Free markets favored individual choice and creativity. “The great advances of civilization,” he wrote, “have never come from centralized government.” But Friedman was not indifferent to societies’ hopes to improve themselves through government, and his ideas often aimed to reconcile these goals with maximum individual choice. We have adopted–or are still debating–many of his plans: school vouchers (he believed public schools perform poorly because they are monopolies); the negative income tax (Friedman proposed substituting direct payments to the poor for the “rag bag” of existing government services–the idea partially inspired today’s “earned income tax credit,” providing subsidies for low-income workers); the all-volunteer military, created in 1973; and personal accounts for Social Security.
Friedman, winner of the 1976 Nobel Prize in economics, made three huge scholarly contributions. First, he helped explain the Great Depression. Until the pub-lication in 1963 of “A Monetary History of the United States, 1867-1960,” co-written with Anna Schwartz, the Depression was cast as an extreme example of capitalism’s instability. Not so, Friedman and Schwartz said. The Federal Reserve caused the Great Depression through mistakenly tight money policies that led 40 per-cent of U.S. banks to fail. Though this story has been amended and extended, it remains the central explanation for the Depression.

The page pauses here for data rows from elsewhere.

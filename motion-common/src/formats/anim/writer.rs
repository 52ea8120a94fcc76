//! Binary clip writer

use std::io::{self, Write};

use super::header::Reader;
use super::quant::encode_u16;
use super::types::{ExportJoint, ExportRecord};

/// Hard limit on exported joints; the consumer rejects anything larger.
pub const MAX_EXPORT_JOINTS: usize = 32;

/// Maximum root offset in meters; locations quantize over `[-1, 1]` after
/// dividing by this.
pub const MAX_PELVIS_OFFSET: f64 = 5.0;

#[derive(Debug, thiserror::Error)]
pub enum AnimError {
    /// More distinct joints than the consumer accepts
    #[error("{count} exported joints exceed the limit of {MAX_EXPORT_JOINTS}")]
    TooManyJoints { count: usize },

    #[error("write failed: {0}")]
    Io(#[from] io::Error),
}

/// Recoverable conditions noticed while writing, reported to the caller
/// instead of failing the export.
#[derive(Debug, Clone, Default)]
pub struct AnimWriteSummary {
    /// Joints skipped because an earlier joint resolved to the same name
    pub duplicates: Vec<String>,
    /// Joints announced with zero keys on both channels
    pub silent: Vec<String>,
}

fn write_cstr<W: Write>(w: &mut W, s: &str) -> io::Result<()> {
    w.write_all(s.as_bytes())?;
    w.write_all(&[0])
}

fn write_rot_keys<W: Write>(w: &mut W, joint: &ExportJoint, duration: f64) -> io::Result<()> {
    w.write_all(&(joint.rot_keys.len() as i32).to_le_bytes())?;
    for key in &joint.rot_keys {
        let mut q = key.rot.normalize();
        // w is implied; keep it non-negative so the consumer reconstructs
        // the short way around
        if q.w < 0.0 {
            q = -q;
        }
        w.write_all(&encode_u16(key.time, 0.0, duration).to_le_bytes())?;
        w.write_all(&encode_u16(q.x, -1.0, 1.0).to_le_bytes())?;
        w.write_all(&encode_u16(q.y, -1.0, 1.0).to_le_bytes())?;
        w.write_all(&encode_u16(q.z, -1.0, 1.0).to_le_bytes())?;
    }
    Ok(())
}

fn write_loc_keys<W: Write>(w: &mut W, joint: &ExportJoint, duration: f64) -> io::Result<()> {
    w.write_all(&(joint.loc_keys.len() as i32).to_le_bytes())?;
    for key in &joint.loc_keys {
        let v = key.loc * joint.pscale / MAX_PELVIS_OFFSET;
        w.write_all(&encode_u16(key.time, 0.0, duration).to_le_bytes())?;
        w.write_all(&encode_u16(v.x, -1.0, 1.0).to_le_bytes())?;
        w.write_all(&encode_u16(v.y, -1.0, 1.0).to_le_bytes())?;
        w.write_all(&encode_u16(v.z, -1.0, 1.0).to_le_bytes())?;
    }
    Ok(())
}

/// Write a complete binary clip.
///
/// Joints are emitted in record order, deduplicated by resolved export
/// name (the first occurrence wins). Joints without any key data are
/// still announced with two zero counts; both conditions land in the
/// returned summary rather than failing the write.
pub fn write_anim<W: Write>(w: &mut W, record: &ExportRecord) -> Result<AnimWriteSummary, AnimError> {
    let mut summary = AnimWriteSummary::default();
    let mut joints: Vec<&ExportJoint> = Vec::with_capacity(record.joints.len());
    for joint in &record.joints {
        if joints.iter().any(|j| j.name == joint.name) {
            summary.duplicates.push(joint.name.clone());
        } else {
            joints.push(joint);
        }
    }

    if joints.len() > MAX_EXPORT_JOINTS {
        return Err(AnimError::TooManyJoints { count: joints.len() });
    }

    record.header(joints.len() as i32).write_to(w)?;

    for joint in joints {
        write_cstr(w, &joint.name)?;
        w.write_all(&joint.priority.to_le_bytes())?;
        write_rot_keys(w, joint, record.duration)?;
        write_loc_keys(w, joint, record.duration)?;
        if joint.is_silent() {
            summary.silent.push(joint.name.clone());
        }
    }

    // end-of-stream sentinel; redundant with the declared joint count but
    // legacy consumers may depend on it
    w.write_all(&0_i32.to_le_bytes())?;

    Ok(summary)
}

/// Read back the joint names of a written clip, in stream order.
///
/// Tolerates but does not require the trailing sentinel. Intended for
/// tests and tooling, not playback.
pub fn read_joint_names(bytes: &[u8]) -> Option<Vec<String>> {
    let (header, consumed) = super::header::AnimHeader::from_bytes(bytes)?;
    let mut r = Reader { bytes, pos: consumed };
    let mut names = Vec::new();
    for _ in 0..header.joint_count {
        names.push(r.cstr()?);
        r.skip(4)?; // priority
        for _ in 0..2 {
            let count = r.i32()?;
            r.skip(count as usize * 8)?;
        }
    }
    Some(names)
}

The second contribution, made in 1967, was to show that there was no permanent “trade off” between inflation and unemployment: governments could not, as many economists then believed, choose a slightly higher inflation rate (say, 5 percent) for a slightly lower jobless rate (say, 3 percent). Trying to hold unemployment at unrealistically low levels would produce ever-higher inflation. That’s what happened. Inflation went from 1 percent in 1960 to 13 percent in 1979. Finally, Friedman debunked the theory that as nations got wealthier people would spend less and less of their incomes; that was once thought to doom affluent societies to stagnation.
All these findings qualified or contradicted Keynes, and Friedman was effectively the anti-Keynes. Whereas Keynes and his disciples relied on “fiscal policy” (government spending and taxes) to stabilize the economy, Friedman emphasized the importance of “monetary policy” (interest rates and the money supply as set by the Fed). Friedman was an anti-inflation hawk before it was fashionable. His tutorial of Ronald Reagan that inflation resulted from excessive money creation–too much money chasing too few goods –helped explain Reagan’s patience in allowing Paul Volcker’s Fed to crush double-digit inflation with the brutal 1981-82 recession (peak monthly unemployment: 10.8 percent). Following Friedman and not Keynes, most governments now rely on monetary policy as their main tool for economic stabilization.
Above all, Friedman believed in the power of ideas. Some of his were wrong. He thought cutting taxes would restrain government spending (“starve the beast”); it didn’t. His faith in “privatization” for the old Soviet Union was overdone. He wanted the Fed to limit growth of the money supply; unfortunately, the money supply proved hard to define. But these are footnotes. For decades, Friedman cheerfully and relentlessly pushed his main ideas, although they were outside the political and intellectual mainstream. With his wife, Rose, he became a best-selling author (“Free to Choose,” in 1980, a pro-market manifesto). Time was on their side. Competing ideas proved unworkable, inferior or wrong. Friedman never joined the mainstream, but the mainstream joined him.